● Task objective:
When you reach the line containing "Parsed file header." in the entries below, begin reproducing lines exactly, and stop once the line containing "assert_eq!(MAGIC.len(), FLAGS_OFFSET);" is done.

════════════════════

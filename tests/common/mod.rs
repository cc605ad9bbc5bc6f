//! Shared helpers for integration tests.

#![allow(dead_code)]

use std::path::{Path, PathBuf};

use sensorbox::{MemStore, Store};
use tempfile::TempDir;
use tracing_subscriber::EnvFilter;

/// Install a fmt subscriber once per test binary. Honors `RUST_LOG`.
pub fn init_tracing() {
    let _ = tracing_subscriber::fmt()
        .with_env_filter(EnvFilter::from_default_env())
        .with_test_writer()
        .try_init();
}

/// A scratch directory plus a container path inside it.
pub fn scratch(name: &str) -> (TempDir, PathBuf) {
    let dir = TempDir::new().expect("Failed to create temp dir");
    let path = dir.path().join(name);
    (dir, path)
}

/// `/header/length` of a stored tree.
pub fn stored_length(store: &MemStore) -> Option<i64> {
    let id = store.resolve("/header/length")?;
    store.dataset(id).ok()?.scalar_value::<i64>()
}

pub fn frame_names(store: &MemStore) -> Vec<String> {
    let data = store.resolve("/data").expect("missing /data");
    store.child_names(data).expect("/data is not a group")
}

pub fn file_len(path: &Path) -> u64 {
    std::fs::metadata(path).map(|m| m.len()).unwrap_or(0)
}
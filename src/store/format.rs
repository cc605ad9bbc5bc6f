//! Container file image constants.
//!
//! An image is a 16 byte header followed by the serialized node tree:
//!
//! ```text
//! 0..5   magic "SBOX1"
//! 5      flags
//! 6..8   version (u16 LE)
//! 8..16  body size in bytes (u64 LE)
//! 16..   body, zlib-compressed when FLAG_COMPRESSED is set
//! ```

/// Magic bytes at the start of a container file.
pub const MAGIC: &[u8; 5] = b"SBOX1";

/// Size of the file header in bytes.
pub const HEADER_SIZE: usize = 16;

/// Offset of the flags byte in the header.
pub const FLAGS_OFFSET: usize = 5;

/// Offset of the body size in the header.
pub const BODY_SIZE_OFFSET: usize = 8;

/// Current image format version.
pub const CURRENT_VERSION: u16 = 1;

/// Body is a [`compress`](crate::core::compress) block.
pub const FLAG_COMPRESSED: u8 = 0x01;

/// Node tags in the body.
pub const NODE_GROUP: u8 = 0;
pub const NODE_DATASET: u8 = 1;

/// Attribute value tags in the body.
pub const ATTR_INT: u8 = 0;
pub const ATTR_FLOAT: u8 = 1;
pub const ATTR_STR: u8 = 2;
pub const ATTR_INT_ARRAY: u8 = 3;
pub const ATTR_FLOAT_ARRAY: u8 = 4;

/// Parsed file header.
#[derive(Clone, Copy, Debug, PartialEq, Eq)]
pub struct ImageHeader {
    pub flags: u8,
    pub version: u16,
    pub body_size: u64,
}

impl ImageHeader {
    #[inline]
    pub fn is_compressed(&self) -> bool {
        self.flags & FLAG_COMPRESSED != 0
    }
}

#[cfg(test)]
mod tests {
    use super::*;

    #[test]
    fn test_layout() {
        assert_eq!(MAGIC.len(), FLAGS_OFFSET);
        assert_eq!(BODY_SIZE_OFFSET + 8, HEADER_SIZE);
    }

    #[test]
    fn test_flags() {
        let h = ImageHeader { flags: FLAG_COMPRESSED, version: CURRENT_VERSION, body_size: 0 };
        assert!(h.is_compressed());
        assert!(!ImageHeader { flags: 0, ..h }.is_compressed());
    }
}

════════════════════

● Completed task:
/// Parsed file header.
#[derive(Clone, Copy, Debug, PartialEq, Eq)]
pub struct ImageHeader {
    pub flags: u8,
    pub version: u16,
    pub body_size: u64,
}

impl ImageHeader {
    #[inline]
    pub fn is_compressed(&self) -> bool {
        self.flags & FLAG_COMPRESSED != 0
    }
}

#[cfg(test)]
mod tests {
    use super::*;

    #[test]
    fn test_layout() {
        assert_eq!(MAGIC.len(), FLAGS_OFFSET);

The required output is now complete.